Please reply with one number only: how many lines in the entries below contain the string "PartialEq".

Saved data entries
● ● ●
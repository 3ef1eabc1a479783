//! Proposals and their lifecycle.

use crate::error::GovernanceError;
use guildhall_types::{Address, TokenAmount};
use serde::{Deserialize, Serialize};
use std::collections::HashMap;

/// A ballot choice. Vote weight comes from shares only; loot never votes.
#[derive(Clone, Copy, Debug, PartialEq, Eq, Serialize, Deserialize)]
pub enum Vote {
    Yes,
    No,
}

/// What kind of effect a passing proposal has.
#[derive(Clone, Debug, PartialEq, Eq, Serialize, Deserialize)]
pub enum ProposalKind {
    /// Mint shares/loot, move tribute into the guild, pay out payment.
    Standard,
    /// Add a token to the registry instead of moving treasury funds.
    Whitelist { token: Address },
    /// Reserved extension point — kick semantics are not defined here and
    /// nothing constructs this variant.
    GuildKick { member: Address },
}

/// Stored lifecycle state. Forward transitions only:
/// `Submitted → Sponsored → Processed`, with `Cancelled` reachable from
/// `Submitted`. The time-derived phases (voting, grace) are computed from
/// the current period, never stored.
#[derive(Clone, Debug, PartialEq, Eq, Serialize, Deserialize)]
pub enum ProposalStatus {
    Submitted,
    Sponsored {
        starting_period: u64,
        queue_index: u64,
    },
    Processed {
        passed: bool,
        starting_period: u64,
        queue_index: u64,
    },
    Cancelled,
}

impl ProposalStatus {
    pub fn is_sponsored(&self) -> bool {
        matches!(self, Self::Sponsored { .. } | Self::Processed { .. })
    }

    pub fn is_processed(&self) -> bool {
        matches!(self, Self::Processed { .. })
    }

    pub fn is_cancelled(&self) -> bool {
        matches!(self, Self::Cancelled)
    }

    pub fn starting_period(&self) -> Option<u64> {
        match self {
            Self::Sponsored {
                starting_period, ..
            }
            | Self::Processed {
                starting_period, ..
            } => Some(*starting_period),
            _ => None,
        }
    }

    pub fn queue_index(&self) -> Option<u64> {
        match self {
            Self::Sponsored { queue_index, .. } | Self::Processed { queue_index, .. } => {
                Some(*queue_index)
            }
            _ => None,
        }
    }
}

/// The phase a proposal is in at a given period.
#[derive(Clone, Copy, Debug, PartialEq, Eq)]
pub enum ProposalPhase {
    /// Submitted, awaiting a sponsor.
    Submitted,
    /// Sponsored but its voting window has not opened yet.
    Queued,
    Voting,
    Grace,
    ReadyToProcess,
    Processed { passed: bool },
    Cancelled,
}

/// A proposal record. Append-only: records are never deleted, and flags only
/// move forward.
#[derive(Clone, Debug, Serialize, Deserialize)]
pub struct Proposal {
    pub id: u64,
    pub kind: ProposalKind,
    /// Who submitted the proposal (and escrowed the tribute).
    pub proposer: Address,
    /// Who receives minted shares/loot and any payment.
    pub applicant: Address,
    /// Member who queued the proposal; unset until sponsored.
    pub sponsor: Option<Address>,
    pub shares_requested: u128,
    pub loot_requested: u128,
    pub tribute_offered: TokenAmount,
    pub tribute_token: Address,
    pub payment_requested: TokenAmount,
    pub payment_token: Address,
    pub details: String,
    pub yes_votes: u128,
    pub no_votes: u128,
    /// Highest total shares+loot observed at any yes vote — the dilution
    /// baseline checked at processing.
    pub max_total_shares_and_loot_at_yes_vote: u128,
    pub status: ProposalStatus,
    ballots: HashMap<Address, Vote>,
}

impl Proposal {
    #[allow(clippy::too_many_arguments)]
    pub fn new(
        id: u64,
        kind: ProposalKind,
        proposer: Address,
        applicant: Address,
        shares_requested: u128,
        loot_requested: u128,
        tribute_offered: TokenAmount,
        tribute_token: Address,
        payment_requested: TokenAmount,
        payment_token: Address,
        details: String,
    ) -> Self {
        Self {
            id,
            kind,
            proposer,
            applicant,
            sponsor: None,
            shares_requested,
            loot_requested,
            tribute_offered,
            tribute_token,
            payment_requested,
            payment_token,
            details,
            yes_votes: 0,
            no_votes: 0,
            max_total_shares_and_loot_at_yes_vote: 0,
            status: ProposalStatus::Submitted,
            ballots: HashMap::new(),
        }
    }

    pub fn has_voted(&self, member: &Address) -> bool {
        self.ballots.contains_key(member)
    }

    pub fn ballot_of(&self, member: &Address) -> Option<Vote> {
        self.ballots.get(member).copied()
    }

    /// Record a member's ballot and fold its weight into the tallies.
    ///
    /// `total_shares_and_loot` is the registry total at vote time; a yes
    /// vote ratchets the dilution baseline up to it.
    pub fn record_ballot(
        &mut self,
        member: Address,
        vote: Vote,
        weight: u128,
        total_shares_and_loot: u128,
    ) -> Result<(), GovernanceError> {
        if self.has_voted(&member) {
            return Err(GovernanceError::AlreadyVoted(member));
        }
        match vote {
            Vote::Yes => {
                self.yes_votes = self
                    .yes_votes
                    .checked_add(weight)
                    .ok_or(GovernanceError::Overflow)?;
                self.max_total_shares_and_loot_at_yes_vote = self
                    .max_total_shares_and_loot_at_yes_vote
                    .max(total_shares_and_loot);
            }
            Vote::No => {
                self.no_votes = self
                    .no_votes
                    .checked_add(weight)
                    .ok_or(GovernanceError::Overflow)?;
            }
        }
        self.ballots.insert(member, vote);
        Ok(())
    }

    /// Whether `current_period` falls inside the voting window.
    pub fn voting_open(&self, current_period: u64, voting_period_length: u64) -> bool {
        match self.status.starting_period() {
            Some(start) if !self.status.is_processed() => {
                current_period >= start
                    && current_period < start.saturating_add(voting_period_length)
            }
            _ => false,
        }
    }

    /// The period at which processing becomes allowed, if sponsored.
    pub fn processing_opens_at(
        &self,
        voting_period_length: u64,
        grace_period_length: u64,
    ) -> Option<u64> {
        self.status.starting_period().map(|start| {
            start
                .saturating_add(voting_period_length)
                .saturating_add(grace_period_length)
        })
    }

    /// Derive the phase at `current_period`.
    pub fn phase(
        &self,
        current_period: u64,
        voting_period_length: u64,
        grace_period_length: u64,
    ) -> ProposalPhase {
        match &self.status {
            ProposalStatus::Cancelled => ProposalPhase::Cancelled,
            ProposalStatus::Processed { passed, .. } => {
                ProposalPhase::Processed { passed: *passed }
            }
            ProposalStatus::Submitted => ProposalPhase::Submitted,
            ProposalStatus::Sponsored {
                starting_period, ..
            } => {
                let voting_ends = starting_period.saturating_add(voting_period_length);
                let grace_ends = voting_ends.saturating_add(grace_period_length);
                if current_period < *starting_period {
                    ProposalPhase::Queued
                } else if current_period < voting_ends {
                    ProposalPhase::Voting
                } else if current_period < grace_ends {
                    ProposalPhase::Grace
                } else {
                    ProposalPhase::ReadyToProcess
                }
            }
        }
    }
}

#[cfg(test)]
mod tests {
    use super::*;

    fn proposal() -> Proposal {
        Proposal::new(
            0,
            ProposalKind::Standard,
            Address::new("0xproposer"),
            Address::new("0xapplicant"),
            1,
            10,
            TokenAmount::new(100),
            Address::new("0xalpha"),
            TokenAmount::ZERO,
            Address::new("0xalpha"),
            "all hail the guild".into(),
        )
    }

    #[test]
    fn ballots_tally_by_weight() {
        let mut p = proposal();
        p.status = ProposalStatus::Sponsored {
            starting_period: 1,
            queue_index: 0,
        };
        p.record_ballot(Address::new("0xa"), Vote::Yes, 5, 20).unwrap();
        p.record_ballot(Address::new("0xb"), Vote::No, 3, 20).unwrap();
        assert_eq!(p.yes_votes, 5);
        assert_eq!(p.no_votes, 3);
        assert_eq!(p.max_total_shares_and_loot_at_yes_vote, 20);
    }

    #[test]
    fn double_vote_rejected() {
        let mut p = proposal();
        p.record_ballot(Address::new("0xa"), Vote::Yes, 1, 1).unwrap();
        assert!(matches!(
            p.record_ballot(Address::new("0xa"), Vote::No, 1, 1),
            Err(GovernanceError::AlreadyVoted(_))
        ));
        assert_eq!(p.ballot_of(&Address::new("0xa")), Some(Vote::Yes));
    }

    #[test]
    fn dilution_baseline_only_ratchets_on_yes() {
        let mut p = proposal();
        p.record_ballot(Address::new("0xa"), Vote::Yes, 1, 30).unwrap();
        p.record_ballot(Address::new("0xb"), Vote::Yes, 1, 25).unwrap();
        p.record_ballot(Address::new("0xc"), Vote::No, 1, 99).unwrap();
        assert_eq!(p.max_total_shares_and_loot_at_yes_vote, 30);
    }

    #[test]
    fn phase_progression() {
        let mut p = proposal();
        assert_eq!(p.phase(0, 35, 35), ProposalPhase::Submitted);

        p.status = ProposalStatus::Sponsored {
            starting_period: 5,
            queue_index: 0,
        };
        assert_eq!(p.phase(4, 35, 35), ProposalPhase::Queued);
        assert_eq!(p.phase(5, 35, 35), ProposalPhase::Voting);
        assert_eq!(p.phase(39, 35, 35), ProposalPhase::Voting);
        assert_eq!(p.phase(40, 35, 35), ProposalPhase::Grace);
        assert_eq!(p.phase(74, 35, 35), ProposalPhase::Grace);
        assert_eq!(p.phase(75, 35, 35), ProposalPhase::ReadyToProcess);

        p.status = ProposalStatus::Processed {
            passed: true,
            starting_period: 5,
            queue_index: 0,
        };
        assert_eq!(p.phase(80, 35, 35), ProposalPhase::Processed { passed: true });
    }

    #[test]
    fn voting_window_bounds() {
        let mut p = proposal();
        assert!(!p.voting_open(0, 35));
        p.status = ProposalStatus::Sponsored {
            starting_period: 2,
            queue_index: 0,
        };
        assert!(!p.voting_open(1, 35));
        assert!(p.voting_open(2, 35));
        assert!(p.voting_open(36, 35));
        assert!(!p.voting_open(37, 35));
    }
}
● ● ●
## THE COMPLETED TASK
4